Aber die enorm mächtigen Straßenbanden des Landes haben sich für Bukele als zweischneidiges Schwert erwiesen.

„Wir müssen die Menschen in El Salvador daran erinnern, dass das, was jetzt passiert, auf die Nachlässigkeit derjenigen zurückzuführen ist, die Kriminelle geschützt haben“, sagte die konservative Arena-Partei in einer Erklärung.

Das war ein offensichtlicher Hinweis auf einen Bericht des US-Finanzministeriums vom Dezember, in dem es hieß, Bukeles Regierung habe heimlich einen Waffenstillstand mit den Anführern der Banden ausgehandelt. Das widersprach Bukeles Dementi und führte zu Spannungen zwischen den beiden Nationen.

Die US-Regierung behauptet, die Regierung von Bukele habe die Unterstützung der Banden mit finanziellen Vorteilen und Privilegien für ihre inhaftierten Anführer, darunter Prostituierte und Mobiltelefone, erkauft. Bukele weist die Vorwürfe vehement zurück.

Die explosiven Anschuldigungen treffen den Kern eines der am meisten angepriesenen Erfolge von Bukele im Amt: ein Einbruch der Mordrate des Landes.

Die Enthüllungen sind nicht das erste Mal, dass Bukeles Missachtung rechtlicher Feinheiten zu Spannungen mit der Biden-Regierung geführt hat. Nachdem der neue Kongress im Mai den Generalstaatsanwalt und die Richter der Verfassungskammer des Obersten Gerichtshofs abgesetzt hatte, äußerte sich die US-Regierung besorgt über die Richtung des Landes.

Die US-Agentur für internationale Entwicklung kündigte an, die Hilfe von Regierungsbehörden in El Salvador auf Nichtregierungsorganisationen zu verlagern.

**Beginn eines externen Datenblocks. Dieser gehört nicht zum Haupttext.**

//! Value objects - Immutable objects defined by their attributes

mod lookup;
mod reference_key;
mod reference_tag;

pub use lookup::{ReferenceLookup, ResolvedReference};
pub use reference_key::{names_match, normalize_name, ReferenceKey};
pub use reference_tag::{
    contains_tags, parse_reference_tags, split_segments, FormatTag, ReferenceTag, TagType,
};
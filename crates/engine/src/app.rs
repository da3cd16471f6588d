//! Application state and composition.

use std::sync::Arc;

use crate::infrastructure::{
    catalog::Catalog,
    ports::DataSourcePort,
    settings::{ConfigError, EngineConfig},
};
use crate::use_cases;

/// Main application state.
///
/// Owns the catalog and the use cases built on it. Cheap to share behind an
/// `Arc`; every field is already shared.
pub struct App {
    pub config: EngineConfig,
    pub catalog: Arc<Catalog>,
    pub use_cases: UseCases,
}

/// Container for all use cases.
pub struct UseCases {
    pub reference: Arc<use_cases::ReferenceResolver>,
}

impl App {
    /// Compose the application over an explicit data source.
    pub fn new(config: EngineConfig, data_source: Arc<dyn DataSourcePort>) -> Self {
        tracing::info!(
            data_source = %data_source.describe(),
            default_source = %config.default_source,
            "Composing reference engine"
        );

        let catalog = Arc::new(
            Catalog::new(data_source).with_default_source(config.default_source.clone()),
        );
        let use_cases = UseCases {
            reference: Arc::new(use_cases::ReferenceResolver::new(catalog.clone())),
        };

        Self {
            config,
            catalog,
            use_cases,
        }
    }

    /// Compose the application from configuration alone.
    pub fn from_config(config: EngineConfig) -> Result<Self, ConfigError> {
        let data_source = config.data_source()?;
        Ok(Self::new(config, data_source))
    }

    /// Load the configured preload categories. Returns how many loaded.
    pub async fn warm_up(&self) -> usize {
        if self.config.preload.is_empty() {
            return 0;
        }
        let loaded = self.catalog.preload(&self.config.preload).await;
        tracing::info!(
            requested = self.config.preload.len(),
            loaded,
            "Preloaded reference categories"
        );
        loaded
    }
}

Der neue Generalstaatsanwalt von El Salvador gab im Juni bekannt, dass die Regierung die Antikorruptionsmission der Organisation Amerikanischer Staaten in dem zentralamerikanischen Land absagt.

Bukele erfreut sich überaus hoher Beliebtheit. Er trat in ein politisches Vakuum, das von diskreditierten traditionellen Parteien von links und rechts hinterlassen wurde.